On the question of macroeconomic stability

It is true in a country like Guyana people are concerned with the daily struggles of life. Students are looking for meaningful employment; yet others are concerned with putting nutritious food on the table. Alcohol is not the only substance abused in the villages anymore; these days villagers have to contend with the cocktail of alcohol and cocaine. This often leads to the abuse of children and other family members. These day to day matters of life may tend to cause political leaders to ignore the overall macro economy. Some may say we all live individual lives; that the macro doesn’t really matter.

Macroeconomic stability means that the economy has minimized its exposure to various kinds of shocks. In a small economy like Guyana or those in the Caribbean it often means a predictable rate of inflation and a stable exchange rate. Obtaining this stability is often easier said than done. However, it is much easier to achieve a stable exchange rate and inflation if the country has a manageable fiscal deficit, low foreign debt-to-GDP ratio, low foreign debt service ratio and sufficient foreign exchange reserves. Stability can also be enhanced because of how history turned out. For example, many Guyanese have migrated and as a result Guyana receives a stable inflow of altruistic remittances of approximately US$400 million each year. Guyana also receives a fair amount of foreign direct investments these days in natural resource exploitation. These inflows are not subject to sudden reversal that will cause rapid loss of foreign exchange and devaluation overnight. A foreign investor after sinking millions of dollars in a project cannot pack up and leave the next day.

20140101watchStability could also be achieved by a central bank (Bank of Guyana) which is not susceptible to political pressure requiring it to finance the central government’s deficits. The central bank often has to balance the local foreign exchange market by offering Treasury bills to commercial banks and other institutional investors who would be tempted to use scarce foreign currencies to purchase financial assets from overseas. Such purchases would cause a loss of scarce US dollars, Canadian dollars, euros and pound sterling. These foreign or hard currencies can therefore be quarantined by the Bank of Guyana as foreign exchange reserves, which are now available for other crucial imports like oil, technologies and capital goods like machines. Therefore, the Guyana dollar Treasury bills that are sold in the name of “mopping up excess liquidity’ act as a compensating mechanism when foreign currencies are quarantined for other crucial imports to keep the economy running and stable.

As people go about their daily lives and struggles, they may not be contemplating these abstract ideas like compensating monetary policy, prudent fiscal policy, debt service ratio and so on. But responsible leaders who aspire to govern a nation must think about them because the macroeconomy also determines the individual’s well-being. For instance, if the Guyana dollar should depreciate by 50% the poor are made even worse off because importers of fuel and food will have to mark-up their prices. The middle class is also made worse off as prices rise. And the elites with the economic means and information will shift their capital from Guyana dollar investments to Miami and Toronto.

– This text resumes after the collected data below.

#[cfg(test)]
mod tests {
    use super::*;

    const SHOWTIME: &str = "showtime:1";

    fn test_store() -> SeatStore {
        SeatStore::open_in_memory().unwrap()
    }

    fn ids(names: &[&str]) -> Vec<String> {
        names.iter().map(|s| s.to_string()).collect()
    }

    fn ttl() -> Duration {
        Duration::from_secs(600)
    }

    #[test]
    fn hold_marks_all_chairs_held() {
        let store = test_store();
        let hold = store
            .hold(SHOWTIME, &ids(&["A1", "A2"]), "selection-1", ttl())
            .unwrap();
        assert_eq!(hold.chair_ids, ids(&["A1", "A2"]));
        assert!(!hold.confirmed);

        let views = store.availability(SHOWTIME, &ids(&["A1", "A2", "A3"])).unwrap();
        assert_eq!(views[0].state, SeatState::Held);
        assert_eq!(views[0].version, 1);
        assert_eq!(views[1].state, SeatState::Held);
        assert_eq!(views[2].state, SeatState::Free);
        assert_eq!(views[2].version, 0);
    }

    #[test]
    fn overlapping_hold_is_all_or_nothing() {
        let store = test_store();
        store.hold(SHOWTIME, &ids(&["A1", "A2"]), "first", ttl()).unwrap();

        let err = store
            .hold(SHOWTIME, &ids(&["A2", "A3"]), "second", ttl())
            .unwrap_err();
        match err {
            SeatStoreError::SeatConflict { chairs } => assert_eq!(chairs, ids(&["A2"])),
            other => panic!("expected SeatConflict, got {other:?}"),
        }

        // The loser wrote nothing: A3 untouched at version 0.
        let views = store.availability(SHOWTIME, &ids(&["A3"])).unwrap();
        assert_eq!(views[0].state, SeatState::Free);
        assert_eq!(views[0].version, 0);
    }

    #[test]
    fn hold_of_zero_chairs_is_rejected() {
        let store = test_store();
        assert!(matches!(
            store.hold(SHOWTIME, &[], "nobody", ttl()),
            Err(SeatStoreError::EmptyHold)
        ));
    }

    #[test]
    fn duplicate_chair_ids_collapse() {
        let store = test_store();
        let hold = store
            .hold(SHOWTIME, &ids(&["B1", "B1", "B2"]), "sel", ttl())
            .unwrap();
        assert_eq!(hold.chair_ids, ids(&["B1", "B2"]));
    }

    #[test]
    fn expired_hold_reads_free_without_release() {
        let store = test_store();
        store
            .hold(SHOWTIME, &ids(&["C1"]), "sel", Duration::from_millis(1))
            .unwrap();
        std::thread::sleep(Duration::from_millis(20));

        let views = store.availability(SHOWTIME, &ids(&["C1"])).unwrap();
        assert_eq!(views[0].state, SeatState::Free);
        // Lazy: the record itself still says HELD until someone writes it.
        let record = store.get_record(SHOWTIME, "C1").unwrap().unwrap();
        assert_eq!(record.state, SeatState::Held);
    }

    #[test]
    fn expired_chair_can_be_reheld_with_higher_version() {
        let store = test_store();
        let first = store
            .hold(SHOWTIME, &ids(&["C2"]), "one", Duration::from_millis(1))
            .unwrap();
        std::thread::sleep(Duration::from_millis(20));

        let second = store.hold(SHOWTIME, &ids(&["C2"]), "two", ttl()).unwrap();
        let record = store.get_record(SHOWTIME, "C2").unwrap().unwrap();
        assert_eq!(record.version, 2);
        assert_eq!(record.held_by.as_deref(), Some(second.token.as_str()));

        // The stale lease can neither confirm nor free the chair.
        assert!(matches!(
            store.confirm(&first.token),
            Err(SeatStoreError::HoldExpired)
        ));
        store.release(&first.token).unwrap();
        let record = store.get_record(SHOWTIME, "C2").unwrap().unwrap();
        assert_eq!(record.state, SeatState::Held);
        assert_eq!(record.held_by.as_deref(), Some(second.token.as_str()));
    }

    #[test]
    fn confirm_marks_sold_with_holder() {
        let store = test_store();
        let hold = store.hold(SHOWTIME, &ids(&["D1", "D2"]), "sel", ttl()).unwrap();
        store.rebind_holder(&hold.token, "order-42").unwrap();
        store.confirm(&hold.token).unwrap();

        for chair in ["D1", "D2"] {
            let record = store.get_record(SHOWTIME, chair).unwrap().unwrap();
            assert_eq!(record.state, SeatState::Sold);
            assert_eq!(record.sold_to.as_deref(), Some("order-42"));
            assert_eq!(record.version, 2);
        }
    }

    #[test]
    fn confirm_is_idempotent() {
        let store = test_store();
        let hold = store.hold(SHOWTIME, &ids(&["D3"]), "sel", ttl()).unwrap();
        store.confirm(&hold.token).unwrap();
        store.confirm(&hold.token).unwrap();
        let record = store.get_record(SHOWTIME, "D3").unwrap().unwrap();
        assert_eq!(record.version, 2);
    }

    #[test]
    fn confirm_unknown_token_is_not_found() {
        let store = test_store();
        assert!(matches!(
            store.confirm("no-such-token"),
            Err(SeatStoreError::HoldNotFound)
        ));
    }

    #[test]
    fn confirm_after_expiry_fails() {
        let store = test_store();
        let hold = store
            .hold(SHOWTIME, &ids(&["D4"]), "sel", Duration::from_millis(1))
            .unwrap();
        std::thread::sleep(Duration::from_millis(20));
        assert!(matches!(
            store.confirm(&hold.token),
            Err(SeatStoreError::HoldExpired)
        ));
    }

    #[test]
    fn release_frees_chairs_and_is_idempotent() {
        let store = test_store();
        let hold = store.hold(SHOWTIME, &ids(&["E1"]), "sel", ttl()).unwrap();
        store.release(&hold.token).unwrap();

        let record = store.get_record(SHOWTIME, "E1").unwrap().unwrap();
        assert_eq!(record.state, SeatState::Free);
        assert_eq!(record.version, 2);

        // Second release: hold record is gone, still Ok.
        store.release(&hold.token).unwrap();
        let record = store.get_record(SHOWTIME, "E1").unwrap().unwrap();
        assert_eq!(record.version, 2);
    }

    #[test]
    fn release_after_confirm_keeps_chairs_sold() {
        let store = test_store();
        let hold = store.hold(SHOWTIME, &ids(&["E2"]), "sel", ttl()).unwrap();
        store.confirm(&hold.token).unwrap();
        store.release(&hold.token).unwrap();
        let record = store.get_record(SHOWTIME, "E2").unwrap().unwrap();
        assert_eq!(record.state, SeatState::Sold);
    }

    #[test]
    fn rebind_requires_live_hold() {
        let store = test_store();
        let hold = store
            .hold(SHOWTIME, &ids(&["F1"]), "sel", Duration::from_millis(1))
            .unwrap();
        std::thread::sleep(Duration::from_millis(20));
        assert!(matches!(
            store.rebind_holder(&hold.token, "order-1"),
            Err(SeatStoreError::HoldExpired)
        ));
        assert!(matches!(
            store.rebind_holder("missing", "order-1"),
            Err(SeatStoreError::HoldNotFound)
        ));
    }

    #[test]
    fn sweep_reclaims_expired_unconfirmed_holds() {
        let store = test_store();
        let expired = store
            .hold(SHOWTIME, &ids(&["G1", "G2"]), "sel", Duration::from_millis(1))
            .unwrap();
        let live = store.hold(SHOWTIME, &ids(&["G3"]), "sel", ttl()).unwrap();
        std::thread::sleep(Duration::from_millis(20));

        let outcome = store.sweep_expired(now_millis()).unwrap();
        assert_eq!(outcome.released_holds, 1);
        assert_eq!(outcome.freed_chairs, 2);

        assert!(store.get_hold(&expired.token).unwrap().is_none());
        assert!(store.get_hold(&live.token).unwrap().is_some());
        let record = store.get_record(SHOWTIME, "G1").unwrap().unwrap();
        assert_eq!(record.state, SeatState::Free);
    }

    #[test]
    fn sweep_prunes_confirmed_holds_after_retention() {
        let store = test_store();
        let hold = store.hold(SHOWTIME, &ids(&["G4"]), "sel", ttl()).unwrap();
        store.confirm(&hold.token).unwrap();

        // Within retention: the confirmed record stays for crash recovery.
        let outcome = store.sweep_expired(now_millis()).unwrap();
        assert_eq!(outcome.pruned_confirmed, 0);
        assert!(store.get_hold(&hold.token).unwrap().is_some());

        // Far in the future it is pruned, chairs stay SOLD.
        let far = now_millis() + CONFIRMED_HOLD_RETENTION_MS + ttl().as_millis() as i64 + 1000;
        let outcome = store.sweep_expired(far).unwrap();
        assert_eq!(outcome.pruned_confirmed, 1);
        assert!(store.get_hold(&hold.token).unwrap().is_none());
        let record = store.get_record(SHOWTIME, "G4").unwrap().unwrap();
        assert_eq!(record.state, SeatState::Sold);
    }

    #[test]
    fn availability_version_counter_bumps_on_mutations() {
        let store = test_store();
        let versions = store.versions();
        assert_eq!(versions.current(SHOWTIME), 0);

        let hold = store.hold(SHOWTIME, &ids(&["H1"]), "sel", ttl()).unwrap();
        assert_eq!(versions.current(SHOWTIME), 1);
        store.release(&hold.token).unwrap();
        assert_eq!(versions.current(SHOWTIME), 2);
    }
}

If investors curtail investments in Guyana how are the youths going to get jobs? Youth policy is inextricably linked to a stable macroeconomy. The same 50% depreciation will have an even more debilitating effect on pensioners. Their fixed pensions will buy even fewer things as the devaluation induces inflation. Any policy meant for helping elders and the poor will have to take into consideration a stable exchange rate and predictable inflation. Devaluation will also imply poor families are less likely to put nutritious foods on their tables; the depressed will be even more stressed.

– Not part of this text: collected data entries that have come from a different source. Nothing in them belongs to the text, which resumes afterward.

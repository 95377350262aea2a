//! Showtime Repository

use super::{BaseRepository, RepoError, RepoResult};
use crate::db::models::{Showtime, ShowtimeCreate};
use surrealdb::engine::local::Db;
use surrealdb::{RecordId, Surreal};

const TABLE: &str = "showtime";

#[derive(Clone)]
pub struct ShowtimeRepository {
    base: BaseRepository,
}

impl ShowtimeRepository {
    pub fn new(db: Surreal<Db>) -> Self {
        Self {
            base: BaseRepository::new(db),
        }
    }

    /// All showtimes, soonest first
    pub async fn find_all(&self) -> RepoResult<Vec<Showtime>> {
        let showtimes: Vec<Showtime> = self
            .base
            .db()
            .query("SELECT * FROM showtime ORDER BY starts_at")
            .await?
            .take(0)?;
        Ok(showtimes)
    }

    pub async fn find_by_id(&self, id: &str) -> RepoResult<Option<Showtime>> {
        let thing: RecordId = id
            .parse()
            .map_err(|_| RepoError::Validation(format!("Invalid showtime ID: {}", id)))?;
        let showtime: Option<Showtime> = self.base.db().select(thing).await?;
        Ok(showtime)
    }

    /// Create with a caller-chosen key (seed uses deterministic keys)
    pub async fn create_with_key(&self, key: &str, data: ShowtimeCreate) -> RepoResult<Showtime> {
        let showtime = Showtime {
            id: None,
            movie_title: data.movie_title,
            room: data.room,
            starts_at: data.starts_at,
            ends_at: data.ends_at,
        };
        let created: Option<Showtime> =
            self.base.db().create((TABLE, key)).content(showtime).await?;
        created.ok_or_else(|| RepoError::Database("Failed to create showtime".to_string()))
    }
}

These are not idle writings as scholarly economic research is more and more unravelling the importance of a stable exchange rate and predictable inflation for GDP growth and the creation of employment. In the Caribbean several scholars have always insisted on the need for macroeconomic stability given that their countries often are exposed to global shocks and natural disasters. Antagonistic domestic politics only adds another layer of unnecessary shocks.

Several scholars have also noted how politics drive the stability of the exchange rate and therefore the fortunes of their citizens. If workers are made to feel that only they are facing the strain whenever there is stress, they will eventually not cooperate. The Barbadians are way ahead in this realization. And even in Jamaica, with its historically divisive politics, public sector workers have agreed to several years of a salary freeze. Unfortunately the situation in Guyana is very different because labour unions are divided along ethnic lines and ethnic political parties. Unionized workers have always been used to make political statements in a mutual strategy of sabotage.

As workers observe the wealth accumulation of a few, it is a hard sell to tell them that they need to sacrifice more. One only has to look at Mr Jagdeo’s mansion by the seaside – inconsistent with his on-the-book pay – to get a feel for how abnormally skewed the responsibility for stability has been. Unfortunately, the workers are caught between a rock and a hard place. On the one hand, they have a right to be angry. On the other hand, if they continue to be used as pawns in the political process the entrepreneurs will not want to create the kind of quality jobs that are needed to grow the economy.